The Resumes of Identity We Present to Strangers: A Conversation with Dolly Alderton
Life for Nina, the thirty-three-year-old, London-dwelling food writer at the center of Ghosts, Dolly Alderton’s second book and first novel, feels like a metropolitan haunted house. Her father is slowly disappearing as he falls into the grips of dementia; her mother, in response, is undergoing a strange personality transformation; and her friends are graduating from the hedonism of their twenties and are beginning to create new lives for themselves. But the titular ghost is Max, a broad-shouldered accountant who Nina meets on a fictional dating app called Linx. They begin an intense courtship; over the course of six months they cook each other dinner, text one another all day, he tells her he loves her, and then, quite suddenly, he stops replying to her messages and won’t return her calls. In internet parlance, he ghosts her.

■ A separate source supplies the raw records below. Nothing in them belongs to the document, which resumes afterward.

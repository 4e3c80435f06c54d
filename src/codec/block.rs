//! Durable block framing (magic + protected length + protected hash).
//!
//! A block is `"fishtrap"` (8 bytes), the Reed-Solomon-protected
//! big-endian payload length (4 data + 4 parity bytes), the protected
//! XXH32 of the payload (same shape), then the payload itself. The magic
//! is matched softly (up to two wrong bytes) so a scan can resynchronise
//! inside damaged streams while the ECC fields carry the real integrity.

use bytes::Bytes;
use thiserror::Error;
use xxhash_rust::xxh32::xxh32;

use super::reed_solomon;

/// Block magic, in ASCII.
pub const BLOCK_MAGIC: &[u8; 8] = b"fishtrap";

/// Magic plus the two protected header fields.
pub const BLOCK_HEADER_LEN: usize = 24;

/// Process-wide seed for the payload hash ('HQJF' read little-endian).
pub const HASH_SEED: u32 = 0x464a_5148;

/// Byte mismatches tolerated when matching the magic.
const MAGIC_SLACK: usize = 2;

#[derive(Clone, Debug, Error, PartialEq, Eq)]
pub enum BlockError {
    #[error("payload of {len} bytes exceeds the u32 length field")]
    PayloadTooLarge { len: usize },
}

/// Frame a payload into a block ready to be appended to a file.
pub fn write_block(payload: &[u8]) -> Result<Vec<u8>, BlockError> {
    let len = u32::try_from(payload.len())
        .map_err(|_| BlockError::PayloadTooLarge { len: payload.len() })?;
    let hash = xxh32(payload, HASH_SEED);

    let mut block = Vec::with_capacity(BLOCK_HEADER_LEN + payload.len());
    block.extend_from_slice(BLOCK_MAGIC);
    block.extend_from_slice(&reed_solomon::encode(&len.to_be_bytes()));
    block.extend_from_slice(&reed_solomon::encode(&hash.to_be_bytes()));
    block.extend_from_slice(payload);
    Ok(block)
}

/// One scan result.
///
/// `length` counts header and payload bytes. `payload == None` with
/// `length > 0` signals a truncated block (the buffer ends before the
/// declared payload); `length == 0` means the buffer is exhausted.
#[derive(Clone, Debug, PartialEq, Eq)]
pub struct ScannedBlock {
    pub offset: usize,
    pub length: usize,
    pub payload: Option<Bytes>,
}

impl ScannedBlock {
    /// True when the buffer ended inside the block this scan found.
    pub fn is_truncated(&self) -> bool {
        self.payload.is_none() && self.length > 0
    }
}

/// Slide through `buf` from `start` and return the next intact block,
/// a truncation marker, or exhaustion. Corrupt candidates (uncorrectable
/// header fields, hash mismatch) are skipped.
pub fn scan_block(buf: &[u8], start: usize) -> ScannedBlock {
    let mut cursor = start;
    loop {
        let Some(offset) = find_magic(buf, cursor) else {
            return ScannedBlock {
                offset: buf.len(),
                length: 0,
                payload: None,
            };
        };

        if offset + 16 > buf.len() {
            // The length field itself is cut off: a block mid-write.
            return ScannedBlock {
                offset,
                length: BLOCK_HEADER_LEN,
                payload: None,
            };
        }

        let length = match reed_solomon::decode(&buf[offset + 8..offset + 16]) {
            Ok(codeword) => {
                u32::from_be_bytes([codeword[0], codeword[1], codeword[2], codeword[3]]) as usize
            }
            Err(_) => {
                cursor = offset + 1;
                continue;
            }
        };

        if length == 0 {
            return ScannedBlock {
                offset,
                length: BLOCK_HEADER_LEN,
                payload: Some(Bytes::new()),
            };
        }

        if offset + BLOCK_HEADER_LEN + length > buf.len() {
            return ScannedBlock {
                offset,
                length: BLOCK_HEADER_LEN + length,
                payload: None,
            };
        }

        let hash = match reed_solomon::decode(&buf[offset + 16..offset + 24]) {
            Ok(codeword) => {
                i32::from_be_bytes([codeword[0], codeword[1], codeword[2], codeword[3]])
            }
            Err(_) => {
                // Resync one byte short of the bad block's end, so the next
                // search window overlaps its final byte.
                cursor = offset + 23 + length;
                continue;
            }
        };

        let payload = &buf[offset + BLOCK_HEADER_LEN..offset + BLOCK_HEADER_LEN + length];
        if xxh32(payload, HASH_SEED) as i32 != hash {
            cursor = offset + 23 + length;
            continue;
        }

        return ScannedBlock {
            offset,
            length: BLOCK_HEADER_LEN + length,
            payload: Some(Bytes::copy_from_slice(payload)),
        };
    }
}

fn find_magic(buf: &[u8], start: usize) -> Option<usize> {
    if buf.len() < BLOCK_MAGIC.len() {
        return None;
    }
    (start..=buf.len() - BLOCK_MAGIC.len()).find(|&offset| {
        let mismatches = BLOCK_MAGIC
            .iter()
            .zip(&buf[offset..offset + BLOCK_MAGIC.len()])
            .filter(|(expected, actual)| expected != actual)
            .count();
        mismatches <= MAGIC_SLACK
    })
}
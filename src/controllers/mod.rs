//! Kubernetes controllers for liberator
//!
//! This module wires the claim watch, event filter and reconciler into the
//! kube runtime, which deduplicates work per claim and bounds concurrency.

pub mod backoff;
mod claim_controller;

pub use claim_controller::run as run_claim_controller;

use std::sync::Arc;

use kube::Client;
use tokio_util::sync::CancellationToken;

use crate::adapters::{KubeObjectStore, ObjectStore};
use crate::config::Config;
use crate::reconcilers::ClaimRefReconciler;
use backoff::FailureTracker;

/// Shared context for the claim controller
pub struct Context {
    /// Cleanup protocol
    pub reconciler: ClaimRefReconciler,
    /// Requeue backoff per claim
    pub failures: FailureTracker,
    /// Cancelled when the process shuts down or loses leadership
    pub shutdown: CancellationToken,
    /// Upper bound on concurrently running reconciles
    pub max_concurrent_reconciles: u16,
}

impl Context {
    /// Create a new context backed by the API server
    pub fn new(client: Client, config: &Config, shutdown: CancellationToken) -> Self {
        let store: Arc<dyn ObjectStore> = Arc::new(KubeObjectStore::new(client));
        Self {
            reconciler: ClaimRefReconciler::new(store, config.reconcile_timeout()),
            failures: FailureTracker::default(),
            shutdown,
            max_concurrent_reconciles: config.max_concurrent_reconciles,
        }
    }
}
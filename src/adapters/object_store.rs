//! Typed get/update access to claims and volumes
//!
//! Every update is a full replace carrying the `resourceVersion` of the copy
//! that was read, so the API server rejects stale writes with a conflict
//! instead of silently overwriting a concurrent change.

use std::fmt;

use async_trait::async_trait;
use k8s_openapi::api::core::v1::{PersistentVolume, PersistentVolumeClaim};
use kube::{api::PostParams, Api, Client, ResourceExt};

use crate::error::StoreError;

pub const CLAIM_KIND: &str = "PersistentVolumeClaim";
pub const VOLUME_KIND: &str = "PersistentVolume";

/// Namespaced identity of a claim
#[derive(Clone, Debug, PartialEq, Eq, Hash, PartialOrd, Ord)]
pub struct ClaimKey {
    pub namespace: String,
    pub name: String,
}

impl ClaimKey {
    pub fn new(namespace: impl Into<String>, name: impl Into<String>) -> Self {
        Self {
            namespace: namespace.into(),
            name: name.into(),
        }
    }

    /// Identity of an observed claim object
    pub fn from_claim(claim: &PersistentVolumeClaim) -> Self {
        Self::new(claim.namespace().unwrap_or_default(), claim.name_any())
    }
}

impl fmt::Display for ClaimKey {
    fn fmt(&self, f: &mut fmt::Formatter<'_>) -> fmt::Result {
        write!(f, "{}/{}", self.namespace, self.name)
    }
}

/// Object store operations the reconciler depends on
#[async_trait]
pub trait ObjectStore: Send + Sync {
    /// Read a claim by identity
    async fn get_claim(&self, key: &ClaimKey) -> Result<PersistentVolumeClaim, StoreError>;

    /// Write a claim, conditional on the resourceVersion it carries
    async fn update_claim(
        &self,
        key: &ClaimKey,
        claim: &PersistentVolumeClaim,
    ) -> Result<PersistentVolumeClaim, StoreError>;

    /// Read a cluster-scoped volume by name
    async fn get_volume(&self, name: &str) -> Result<PersistentVolume, StoreError>;

    /// Write a volume, conditional on the resourceVersion it carries
    async fn update_volume(
        &self,
        name: &str,
        volume: &PersistentVolume,
    ) -> Result<PersistentVolume, StoreError>;
}

/// [`ObjectStore`] backed by the Kubernetes API server
#[derive(Clone)]
pub struct KubeObjectStore {
    client: Client,
}

impl KubeObjectStore {
    pub fn new(client: Client) -> Self {
        Self { client }
    }
}

#[async_trait]
impl ObjectStore for KubeObjectStore {
    async fn get_claim(&self, key: &ClaimKey) -> Result<PersistentVolumeClaim, StoreError> {
        let api: Api<PersistentVolumeClaim> = Api::namespaced(self.client.clone(), &key.namespace);
        api.get(&key.name)
            .await
            .map_err(|e| StoreError::from_kube(CLAIM_KIND, key.to_string(), e))
    }

    async fn update_claim(
        &self,
        key: &ClaimKey,
        claim: &PersistentVolumeClaim,
    ) -> Result<PersistentVolumeClaim, StoreError> {
        let api: Api<PersistentVolumeClaim> = Api::namespaced(self.client.clone(), &key.namespace);
        api.replace(&key.name, &PostParams::default(), claim)
            .await
            .map_err(|e| StoreError::from_kube(CLAIM_KIND, key.to_string(), e))
    }

    async fn get_volume(&self, name: &str) -> Result<PersistentVolume, StoreError> {
        let api: Api<PersistentVolume> = Api::all(self.client.clone());
        api.get(name)
            .await
            .map_err(|e| StoreError::from_kube(VOLUME_KIND, name, e))
    }

    async fn update_volume(
        &self,
        name: &str,
        volume: &PersistentVolume,
    ) -> Result<PersistentVolume, StoreError> {
        let api: Api<PersistentVolume> = Api::all(self.client.clone());
        api.replace(name, &PostParams::default(), volume)
            .await
            .map_err(|e| StoreError::from_kube(VOLUME_KIND, name, e))
    }
}
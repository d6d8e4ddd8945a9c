//! PersistentVolumeClaim controller
//!
//! Watches claims in all namespaces, filters notifications and hands admitted
//! claims to the kube runtime, which queues them by identity and calls the
//! reconciler.

use std::sync::Arc;

use futures::{stream, StreamExt, TryStreamExt};
use k8s_openapi::api::core::v1::PersistentVolumeClaim;
use kube::{
    api::ListParams,
    runtime::{
        controller::{Action, Config as ControllerConfig, Controller},
        reflector, watcher,
        watcher::Config as WatcherConfig,
        WatchStreamExt,
    },
    Api, Client, ResourceExt,
};
use tracing::{debug, error, info, warn};

use crate::adapters::ClaimKey;
use crate::controllers::backoff::FailureTracker;
use crate::controllers::Context;
use crate::error::{Error, Result};
use crate::filter::{self, Notification, NotificationTracker};
use crate::metrics;
use crate::reconcilers::Outcome;

/// Run the PersistentVolumeClaim controller
pub async fn run(client: Client, context: Arc<Context>) {
    let api: Api<PersistentVolumeClaim> = Api::all(client.clone());

    // Verify we are allowed to list claims before starting the watch
    if let Err(e) = api.list(&ListParams::default().limit(1)).await {
        error!("Cannot list PersistentVolumeClaims: {}", e);
        return;
    }

    info!(
        max_concurrent_reconciles = context.max_concurrent_reconciles,
        "Starting PersistentVolumeClaim controller"
    );

    let (reader, writer) = reflector::store();
    let mut tracker = NotificationTracker::new();
    let filter_context = context.clone();
    let trigger = watcher(api, WatcherConfig::default())
        .default_backoff()
        .reflect(writer)
        .map_ok(move |event| {
            if matches!(event, watcher::Event::InitDone) {
                metrics::set_ready(true);
            }
            let notifications = tracker.observe(event);
            stream::iter(
                admitted(notifications, &filter_context.failures).map(Ok::<_, watcher::Error>),
            )
        })
        .try_flatten();

    Controller::for_stream(trigger, reader)
        .with_config(ControllerConfig::default().concurrency(context.max_concurrent_reconciles))
        .shutdown_on_signal()
        .run(reconcile, error_policy, context)
        .for_each(|result| async move {
            match result {
                Ok((obj, _action)) => {
                    debug!(
                        name = %obj.name,
                        namespace = obj.namespace.as_deref().unwrap_or(""),
                        "Reconciled PersistentVolumeClaim"
                    );
                }
                Err(e) => {
                    warn!(error = %e, "Reconciliation error");
                }
            }
        })
        .await;
}

/// Apply the event filter, keeping the claims worth reconciling.
///
/// Deleted claims never reach the reconciler again, so their failure counts
/// are forgotten here.
fn admitted(
    notifications: Vec<Notification<PersistentVolumeClaim>>,
    failures: &FailureTracker,
) -> impl Iterator<Item = PersistentVolumeClaim> {
    let mut claims = Vec::new();
    for notification in notifications {
        if matches!(notification, Notification::Delete { .. }) {
            failures.reset(&ClaimKey::from_claim(notification.object()));
        }

        let admit = filter::admits(&notification);
        let decision = if admit { "admitted" } else { "dropped" };
        metrics::FILTER_DECISIONS
            .with_label_values(&[notification.kind(), decision])
            .inc();
        if !admit {
            continue;
        }

        let claim = notification.object();
        debug!(
            name = %claim.name_any(),
            namespace = claim.namespace().as_deref().unwrap_or(""),
            kind = notification.kind(),
            "Admitted PVC notification"
        );
        claims.push(notification.into_object());
    }
    claims.into_iter()
}

/// Main reconciliation function
async fn reconcile(claim: Arc<PersistentVolumeClaim>, ctx: Arc<Context>) -> Result<Action> {
    let _timer = metrics::RECONCILE_DURATION.start_timer();

    // The cached object only supplies the identity; the reconciler re-reads
    let key = ClaimKey::from_claim(&claim);
    let outcome = ctx
        .reconciler
        .reconcile(&key, ctx.shutdown.child_token())
        .await;
    metrics::RECONCILIATIONS
        .with_label_values(&[outcome.label()])
        .inc();

    action_for(outcome, &ctx.failures, &key)
}

/// Translate a reconcile outcome into what the runtime does with the claim
fn action_for(outcome: Outcome, failures: &FailureTracker, key: &ClaimKey) -> Result<Action> {
    match outcome {
        Outcome::Success(completion) => {
            failures.reset(key);
            debug!(claim = %key, ?completion, "PVC reconciliation complete");
            Ok(Action::await_change())
        }
        // Handed to error_policy, which requeues with backoff
        Outcome::RetryableFailure(e) => Err(e),
        Outcome::FatalFailure(e) => {
            failures.reset(key);
            metrics::RECONCILIATION_ERRORS
                .with_label_values(&[e.class()])
                .inc();
            error!(claim = %key, error = %e, "Dropping PVC request after unrecoverable error");
            Ok(Action::await_change())
        }
    }
}

/// Error policy for the controller
fn error_policy(claim: Arc<PersistentVolumeClaim>, error: &Error, ctx: Arc<Context>) -> Action {
    requeue_for(error, &ctx.failures, &ClaimKey::from_claim(&claim))
}

fn requeue_for(error: &Error, failures: &FailureTracker, key: &ClaimKey) -> Action {
    let delay = failures.next_delay(key);
    metrics::RECONCILIATION_ERRORS
        .with_label_values(&[error.class()])
        .inc();
    warn!(
        claim = %key,
        error = %error,
        class = error.class(),
        retry_in = ?delay,
        "Reconciliation failed, scheduling retry"
    );

    Action::requeue(delay)
}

Alderton’s shrewd observations about modern life coupled with her natural warmth and humor, have earned her legions of fans both in her native UK and abroad. Her first collection of essays, Everything I Know About Love, was a best-seller, won the National Book Award in the UK, and is being adapted for television with Alderton writing the script. Her current affairs podcast, The High Low, ran for three years and averaged 300,000 weekly listeners and 1.2 million downloads a month.
Nina’s relationship with Max, and the ensuing fallout, is just one of the ways that Alderton explores the interaction between the internet and reality in modern life. For her, the internet isn’t so much a poison that has pervaded society as it is a funhouse mirror that distorts it into something strange but ultimately recognizable. The world of Ghosts does not take readers to the darkest intersections between the internet and real life, but inside relatively straightforward relationships that are, almost imperceptibly and yet importantly, touched by the pixels that surround us all the time. Alderton’s tone is not detached and cool, but earnest, keenly observed, and often bitingly funny.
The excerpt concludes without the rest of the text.